#How to Write an Event Staffing RFP
How to write an event staffing RFP is a question that procurement teams, marketing managers, and event planners ask when it is time to select or re-evaluate a staffing partner. A well-written RFP (Request for Proposal) ensures you receive proposals that are detailed, comparable, and responsive to your actual needs. A poorly written one generates vague responses that make apples-to-apples comparison impossible.
This guide walks through the essential sections of an effective event staffing RFP and provides a practical template you can adapt for your organization.
#Why Your RFP Matters
The quality of your RFP directly determines the quality of the proposals you receive. Agencies respond to what you ask. If your RFP is vague, you will get vague proposals. If your RFP is specific and well-structured, you will get detailed proposals that give you the information you need to make a confident decision.
A good RFP also signals to agencies that you are a serious, organized client — which attracts the best agencies and their best work.
#Essential RFP Sections
1. Company Overview
Provide context about your organization, your brand, and your marketing objectives. Agencies need to understand your business in order to propose solutions that fit.
Include:
- Company name and industry
- Brand positioning and target audience
- Annual event marketing scope (number of events, markets, event types)
- Current staffing arrangements (if transitioning from another agency)
2. Scope of Work
This is the most important section. Be specific about what you need:
Event types: Trade shows, sampling programs, mobile tours, product launches, festival activations, corporate events, or all of the above.
Markets: List the cities and regions where you activate. Agencies with [national reach](/locations) can staff events from [Los Angeles](/cities/los-angeles) to [New York](/cities/new-york-city), but some specialize in specific regions.
Staffing roles: Brand ambassadors, event managers, product demonstrators, emcees, registration staff, trade show presenters, or specialized roles.

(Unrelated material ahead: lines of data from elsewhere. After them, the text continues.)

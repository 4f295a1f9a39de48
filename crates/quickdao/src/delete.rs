use crate::condition::Matcher;
use crate::driver::Connection;
use crate::error::OrmResult;
use crate::meta::TableMeta;
use crate::statement;
use crate::transaction::TransContext;

pub async fn delete_by_id<C, T>(tc: &TransContext<C>, meta: &TableMeta<T>, id: i64) -> OrmResult<u64>
where
    C: Connection,
{
    let m = Matcher::new().eq(meta.id_column(), id);
    delete_by_matcher(tc, meta, &m).await
}

/// Delete the rows whose id is in `ids`; empty `ids` deletes nothing.
pub async fn delete_by_ids<C, T>(
    tc: &TransContext<C>,
    meta: &TableMeta<T>,
    ids: &[i64],
) -> OrmResult<u64>
where
    C: Connection,
{
    tc.check()?;
    if ids.is_empty() {
        return Ok(0);
    }
    let m = Matcher::new().in_list(meta.id_column(), ids.iter().copied());
    delete_by_matcher(tc, meta, &m).await
}

/// `delete from <table> where <matcher>`.
///
/// A matcher compiling to no condition is refused with
/// [`OrmError::MissingCondition`](crate::OrmError::MissingCondition) and
/// nothing is executed.
pub async fn delete_by_matcher<C, T>(
    tc: &TransContext<C>,
    meta: &TableMeta<T>,
    matcher: &Matcher,
) -> OrmResult<u64>
where
    C: Connection,
{
    tc.check()?;
    let sql = statement::delete_statement(meta, tc.scope(), Some(matcher))?;
    tc.execute(sql.as_str(), sql.args()).await
}
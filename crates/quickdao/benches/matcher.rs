use criterion::{BenchmarkId, Criterion, black_box, criterion_group, criterion_main};
use quickdao::{Matcher, Modifier};

/// `n` equality conditions ANDed together, with an OR group of two on every fifth.
fn build_matcher(n: usize) -> Matcher {
    let mut m = Matcher::new();
    for i in 0..n {
        m = m.eq(&format!("col{i}"), i as i64);
        if i % 5 == 0 {
            m = m.add(Matcher::or().gt("score", i as i64).null("deleted_at", false));
        }
    }
    m
}

fn bench_build(c: &mut Criterion) {
    let mut group = c.benchmark_group("matcher/build");

    for n in [1, 5, 20, 100] {
        let m = build_matcher(n);
        group.bench_with_input(BenchmarkId::from_parameter(n), &m, |b, m| {
            b.iter(|| black_box(m.build()));
        });
    }

    group.finish();
}

fn bench_in_list(c: &mut Criterion) {
    let mut group = c.benchmark_group("matcher/in_list");

    for n in [5, 50, 500] {
        let ids: Vec<i64> = (0..n).collect();
        group.bench_with_input(BenchmarkId::from_parameter(n), &ids, |b, ids| {
            b.iter(|| black_box(Matcher::new().in_list("id", ids.iter().copied()).build()));
        });
    }

    group.finish();
}

fn bench_modifier(c: &mut Criterion) {
    c.bench_function("modifier/to_sql", |b| {
        let modifier = Modifier::new()
            .add("name", "renamed")
            .self_add("balance", 10)
            .self_minus("quota", 1);
        b.iter(|| black_box(modifier.to_sql()));
    });
}

criterion_group!(benches, bench_build, bench_in_list, bench_modifier);
criterion_main!(benches);
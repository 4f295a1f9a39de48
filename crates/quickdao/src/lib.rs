//! # quickdao
//!
//! A metadata-driven data access layer with sharding-aware transaction contexts.
//!
//! ## Features
//!
//! - **No reflection**: each table is described once by a static [`TableMeta`] and
//!   entities expose their fields through the small [`Entity`] trait
//! - **Composable conditions**: [`Matcher`] trees of AND/OR groups compile to a
//!   `where` fragment plus bound values
//! - **Explicit transactions**: a [`TransContext`] owns one connection and
//!   commits or rolls back exactly once; [`auto_trans`] completes it on every
//!   exit path, panics included
//! - **Sharding**: tables by a per-request key, datasources by a pluggable policy
//! - **Safe defaults**: deletes and modifier updates require a condition
//! - **Tracing**: executed SQL and its arguments are logged under the
//!   `quickdao.sql` target when enabled on the datasource
//!
//! ## Example
//!
//! ```ignore
//! use quickdao::{auto_trans, Matcher, Modifier, QuickDao, RequestStyle, TableMeta};
//!
//! static GROUP_INFO: TableMeta<GroupInfo> =
//!     TableMeta::new("group_info", &["id", "name", "status"], Some("id"));
//! static GROUPS: QuickDao<GroupInfo> = QuickDao::new(&GROUP_INFO);
//!
//! let ds = quickdao::new_datasource(&conf)?;
//! let renamed = auto_trans(&ds, RequestStyle::Write, "req-42", async |tc| {
//!     let m = Matcher::new().eq("status", 1);
//!     GROUPS
//!         .update_by_modifier(tc, &Modifier::new().add("name", "renamed"), &m)
//!         .await
//! })
//! .await?;
//! ```

pub mod condition;
pub mod dao;
pub mod datasource;
pub mod delete;
pub mod driver;
pub mod error;
pub mod insert;
pub mod interceptor;
mod log;
pub mod meta;
pub mod modifier;
pub mod pager;
pub mod query;
pub mod scope;
pub mod sql;
pub mod statement;
pub mod transaction;
pub mod update;
pub mod value;

#[cfg(feature = "pool")]
pub mod postgres;

pub use condition::{CompareOp, LikeStyle, LogicOp, Matcher, Predicate, SqlCond};
pub use dao::QuickDao;
pub use datasource::{
    DEFAULT_ACQUIRE_TIMEOUT, Datasource, DatasourceShardingPolicy, DbConf, ModInt64ShardingPolicy,
};
pub use delete::{delete_by_id, delete_by_ids, delete_by_matcher};
pub use driver::{Connection, ConnectionPool, ExecResult, Row, RowStream};
pub use error::{OrmError, OrmResult};
pub use insert::insert;
pub use interceptor::{Interceptor, ScopeValueStamp};
pub use meta::{Entity, TABLE_ID_COLUMN, TableMeta, TableShardingFn};
pub use modifier::Modifier;
pub use pager::{Order, OrdersBuilder, Pager, View};
pub use query::{
    count, get_all, get_by_id, get_by_id_for_update, get_by_ids, get_by_ids_for_update,
    query_list, query_list_by_batch, query_list_for_update, query_one, query_one_for_update,
    query_page_list, query_page_list_with, query_raw_sql, query_raw_sql_by_batch,
};
pub use scope::RequestScope;
pub use sql::Sql;
pub use transaction::{
    RequestStyle, TcStatus, TransContext, auto_trans, auto_trans_with_scope, wrap_trans,
};
pub use update::{
    exec_raw_sql, update, update_by_id, update_by_ids, update_by_modifier, update_list,
};
pub use value::{FromValue, Value};

#[cfg(feature = "pool")]
pub use postgres::{PgConnection, PgPool, new_datasource, new_sharding_datasource, rewrite_sql};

Volume: Estimated number of events per year, average team size per event, and peak periods.
Timeline: Start date, contract duration, and key milestones.
3. Staffing Requirements
Detail the qualifications and characteristics you require:
- Experience level (years of event experience, specific industry experience)
- Appearance and presentation standards
- Language requirements (bilingual staff, specific languages)
- Certifications (TIPS, food handler, CPR, industry-specific)
- Background check requirements
- Employment model preference (W-2 vs. 1099 — we strongly recommend requiring W-2 for [legal protection and quality control](/w-2-event-staffing))
4. Training and Brand Standards
Describe your training expectations:
- Who provides product training? (client, agency, or collaborative)
- Training format and duration
- Brand guidelines and dress code
- Scripts, talking points, or key messages
- Ongoing training for repeat programs
5. Technology and Reporting
Specify your data and reporting requirements:
- Lead capture and data collection needs
- Real-time reporting expectations
- Post-event reporting format and timeline
- KPIs and metrics you track
- Integration with your existing systems (CRM, marketing platforms)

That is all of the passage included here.